As I’ve said (often) before, we are now in an era of perfect competition for software startups. All the obvious ideas have been done — sometimes well, but never without dozens of also-rans cluttering up the landscape and confusing consumers and potential customers alike.
Viewed from the top down — numbers of SMBs, total SMB spend, profits of incumbent players (e.g., yellow pages / local media) — local looks like a compelling opportunity for technology-powered disruption. But when you start to unpack local from the bottom up, it doesn’t take long to appreciate that death by a thousand cuts is the fate that awaits you.

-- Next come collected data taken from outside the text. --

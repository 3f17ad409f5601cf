//! mysql-pg-migrate CLI - schema-translating MySQL to PostgreSQL migration.

use clap::{Parser, Subcommand};
use mysql_pg_migrate::{Config, MigrateError, MigrationResult, Orchestrator};
use std::path::PathBuf;
use std::process::ExitCode;
use tracing::info;
use tracing_subscriber::EnvFilter;

#[derive(Parser)]
#[command(name = "mysql-pg-migrate")]
#[command(about = "Schema-translating MySQL to PostgreSQL migration")]
#[command(version)]
struct Cli {
    /// Path to YAML configuration file
    #[arg(short, long, default_value = "config.yaml")]
    config: PathBuf,

    /// Output JSON result to stdout
    #[arg(long)]
    output_json: bool,

    /// Log format: text or json
    #[arg(long, default_value = "text")]
    log_format: String,

    /// Log verbosity: debug, info, warn, error (RUST_LOG takes precedence)
    #[arg(long, default_value = "info")]
    verbosity: String,

    #[command(subcommand)]
    command: Commands,
}

#[derive(Subcommand)]
enum Commands {
    /// Migrate schema and data into the target
    Run {
        /// Override rows per INSERT statement
        #[arg(long)]
        batch_size: Option<usize>,

        /// Override the snapshot directory
        #[arg(long)]
        backup_dir: Option<PathBuf>,

        /// Skip the JSON snapshot
        #[arg(long)]
        no_backup: bool,

        /// Process tables in source order instead of dependency order
        #[arg(long)]
        enumeration_order: bool,
    },

    /// Test database connections
    HealthCheck,
}

#[tokio::main]
async fn main() -> ExitCode {
    match run().await {
        Ok(()) => ExitCode::SUCCESS,
        Err(e) => {
            eprintln!("{}", e.format_detailed());
            ExitCode::from(e.exit_code())
        }
    }
}

async fn run() -> Result<(), MigrateError> {
    let cli = Cli::parse();

    setup_logging(&cli.verbosity, &cli.log_format);

    let mut config = Config::load(&cli.config)?;
    info!("Loaded configuration from {:?}", cli.config);

    match cli.command {
        Commands::Run {
            batch_size,
            backup_dir,
            no_backup,
            enumeration_order,
        } => {
            // Apply overrides
            if let Some(size) = batch_size {
                config.migration.batch_size = size;
            }
            if let Some(dir) = backup_dir {
                config.backup.dir = dir;
            }
            if no_backup {
                config.backup.enabled = false;
            }
            if enumeration_order {
                config.migration.dependency_order = false;
            }

            let orchestrator = Orchestrator::new(config).await?;
            let result = orchestrator.run().await?;

            if cli.output_json {
                println!("{}", result.to_json()?);
            } else {
                print_summary(&result);
            }
        }

        Commands::HealthCheck => {
            let orchestrator = Orchestrator::new(config).await?;
            let result = orchestrator.health_check().await;
            orchestrator.close().await;
            let result = result?;

            if cli.output_json {
                println!("{}", serde_json::to_string_pretty(&result)?);
            } else {
                println!("Health Check Results:");
                println!(
                    "  Source (MySQL): {} ({}ms)",
                    if result.source_connected { "OK" } else { "FAILED" },
                    result.source_latency_ms
                );
                if let Some(ref err) = result.source_error {
                    println!("    Error: {}", err);
                }
                println!(
                    "  Target (PostgreSQL): {} ({}ms)",
                    if result.target_connected { "OK" } else { "FAILED" },
                    result.target_latency_ms
                );
                if let Some(ref err) = result.target_error {
                    println!("    Error: {}", err);
                }
                println!(
                    "\n  Overall: {}",
                    if result.healthy { "HEALTHY" } else { "UNHEALTHY" }
                );
            }

            if !result.healthy {
                return Err(MigrateError::Config("Health check failed".to_string()));
            }
        }
    }

    Ok(())
}

fn print_summary(result: &MigrationResult) {
    let status_msg = if result.has_errors() {
        "Migration completed with errors"
    } else {
        "Migration completed!"
    };
    println!("\n{}", status_msg);
    println!("  Run ID: {}", result.run_id);
    println!("  Duration: {:.2}s", result.duration_seconds);
    println!(
        "  Tables: {}/{}",
        result.tables_processed, result.tables_total
    );
    println!(
        "  Rows: {} read, {} migrated, {} skipped, {} failed",
        result.rows_read, result.rows_migrated, result.rows_skipped, result.rows_failed
    );
    if result.post_processing_failures > 0 {
        println!(
            "  Post-load statements failed: {}",
            result.post_processing_failures
        );
    }
    if let Some(ref path) = result.backup_path {
        println!("  Snapshot: {}", path.display());
    }
    if !result.failed_tables.is_empty() {
        println!("  Failed tables: {:?}", result.failed_tables);
    }
}

fn setup_logging(verbosity: &str, format: &str) {
    let filter = EnvFilter::try_from_default_env()
        .unwrap_or_else(|_| EnvFilter::new(filter_directive(verbosity)));

    let subscriber = tracing_subscriber::fmt()
        .with_env_filter(filter)
        .with_target(false)
        .with_writer(std::io::stderr);

    if format == "json" {
        subscriber.json().init();
    } else {
        subscriber.init();
    }
}

/// Filter used when `RUST_LOG` is unset or invalid.
fn filter_directive(verbosity: &str) -> &'static str {
    match verbosity.to_lowercase().as_str() {
        "debug" => "debug",
        "warn" => "warn",
        "error" => "error",
        _ => "info",
    }
}
//! MySQL/MariaDB source driver.
//!
//! # Supported Versions
//!
//! - MySQL 5.7+, 8.0+
//! - MariaDB 10.2+

mod reader;

pub use reader::MysqlReader;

OK, local sucks. What SHOULD I build?
If you want to build a business that — unlike local — takes full advantage of all the goodness that a globally connected society, free software tools and pay-as-you-go cloud infrastructure make possible, start here:
Take the time to really dig into a hard and non-obvious problem that actually needs solving — ideally one with a lot of money attached to it.
A well-designed software business takes away pain for money, with accelerating margins at scale.
There are literally millions of business opportunities that meet these simple criteria better than the best local business I’ve ever seen.
Startups are hard enough — do yourself a favor and don’t stack the deck against yourself before you’ve even begun.
Chris thanks for the article. Matt Huelett is a mentor of mine and suggested that i read this. I agree with your comments about the difficulties of selling to small businesses. Most of them have been over-sold on niche local sites that dont produce leads or sale – thus they think the whole “web” industry is a con.
Two questions. First, can you give an example of “high-touch expeiences that feel local and personal?” Do you feel there is a site(s) that do that now?
Second, google seems to be doing just fine in the SMB market with Google Ads. Do you think its because of the brand recognition, actual traffic numbers, or something else. in otherwords, how has Google figured out to sell to SMB in scalable fashion?
Sorry I am two years late to the conversation – but your points are still valid today.